From an economic perspective, it seems like we read about spiraling health care costs and fast rising insurance premiums daily – key drivers in the new health science workforce economy. Hence, new pressures to do more with less – read as healthcare expense reduction, cost avoidance, and profit improvement.

This provides a useful segue for visiting several remarkable health profession institutions of higher learning to see how they will meet the challenge of providing affordable, quality healthcare education – recognizing that their teaching and learning outcomes will drive patient outcomes.

At the edge of South Boston in Dorchester sits a long-established Catholic college, Labouré. Founded in 1892, Labouré College has proudly served Greater Boston’s nursing and healthcare education needs for 120 years.

Today, Labouré offers programs in nursing, electroneurodiagnostic technology, healthcare information technology, radiation therapy, nutrition, and food management technology. So, it comes as no surprise that Labouré’s niche is preparing evidence-based nursing leaders with 21st century healthcare skills – the kind of better health profession practices and just in time healthcare solutions that can ratchet down costs and increase quality of care.

What makes this small, yet well recognized institution unusual is that the college is now owned by a fast growing, for-profit healthcare system. Uniquely, Steward Health Care’s focus is on doing good and doing well – providing affordable, quality, community-based healthcare to the citizens of Greater Boston and beyond.

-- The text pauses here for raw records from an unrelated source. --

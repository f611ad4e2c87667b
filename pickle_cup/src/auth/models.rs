//! Authentication data models.

use chrono::{DateTime, Utc};
use serde::{Deserialize, Serialize};

use crate::player::PlayerId;

/// User ID type; a user's id is also the id of their player profile
pub type UserId = PlayerId;

/// User model
#[derive(Debug, Clone, PartialEq, Eq, Serialize, Deserialize)]
pub struct User {
    pub id: UserId,
    pub email: String,
    pub created_at: DateTime<Utc>,
    pub last_sign_in: Option<DateTime<Utc>>,
}

/// Stored magic link; only the SHA-256 hash of the token is kept
#[derive(Debug, Clone)]
pub struct MagicLink {
    pub token_hash: String,
    pub email: String,
    pub created_at: DateTime<Utc>,
    pub expires_at: DateTime<Utc>,
    pub consumed_at: Option<DateTime<Utc>>,
}

impl MagicLink {
    pub fn is_expired(&self, now: DateTime<Utc>) -> bool {
        self.expires_at <= now
    }
}

/// Refresh-token session
#[derive(Debug, Clone)]
pub struct Session {
    pub token: String,
    pub user_id: UserId,
    pub created_at: DateTime<Utc>,
    pub expires_at: DateTime<Utc>,
}

/// Magic link request
#[derive(Debug, Clone, Serialize, Deserialize)]
pub struct MagicLinkRequest {
    pub email: String,
}

/// Refresh or sign-out request
#[derive(Debug, Clone, Serialize, Deserialize)]
pub struct RefreshRequest {
    pub refresh_token: String,
}

/// Session tokens
#[derive(Debug, Clone, Serialize, Deserialize)]
pub struct SessionTokens {
    pub access_token: String,
    pub refresh_token: String,
    pub user: User,
}

/// JWT claims for access token
#[derive(Debug, Clone, Serialize, Deserialize)]
pub struct AccessTokenClaims {
    pub sub: UserId,
    pub email: String,
    pub exp: i64,
    pub iat: i64,
}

Our campus tour at Labouré and the Carney Hospital teaches us that the acute illness oriented healthcare system of the late 1800s bears little resemblance to the chronic health problems we face today – diabetes, hypertension, arthritis, cardiovascular disease, and mental health challenges. Today’s system is built on a flatter, interdisciplinary team with a broader array of skills and knowledge required to coordinate care among several medical and health science disciplines.

At her inauguration ceremony at the JFK Library, Labouré President Maureen Smith conveyed this message, “I see an institution that is well integrated into the Steward Healthcare System – a system committed to world class health care offered in the communities where we live. I believe that Labouré can and will be a vital educational asset within our system.”

Established in 1912, Rosalind Franklin University of Medicine and Science (Ill.) embraces “life in discovery” – an innovative health science education model where interdisciplinary healthcare teams with different specialties learn, teach, and practice together for the benefit of the whole patient.

On a walking tour of the medical school’s cadaver lab, we learned from Rosalind Franklin President, K. Michael Welch, that future healthcare professionals will function in increasingly complex environments and face a wide spectrum of social imperatives. For this reason, RFUMS is genuinely committed to inter-professional, team-based education with a special focus on predictive and preventative medicine and fully integrated models of healthcare delivery.

The final stop on our national tour of leading-edge healthcare institutions takes us to the University of Alabama Birmingham. The UAB School of Health Professions offers several centers of discovery research in nutrition, obesity, and diabetes. Impressively, UAB consistently ranks in the top 5 percent of all nursing schools in the nation, and facilitates more than 2,000 clinical partnerships.

Harold Jones, Dean of UAB’s School of Health Professions put it this way “The School of Health Professions is part of UAB’s thriving Academic Health Center, and our students have the opportunity to work side by side with world renowned researchers and faculty to utilize the most advanced technologies and to experience the most cutting edge approaches to healthcare treatment.”

What these three venerable health profession institutions have in common is that they have reimagined healthcare higher learning in a way that leverages 21stcentury skills from an interdisciplinary perspective – connecting student competencies with quality patient outcomes and the emergent health care needs of a fast aging American population.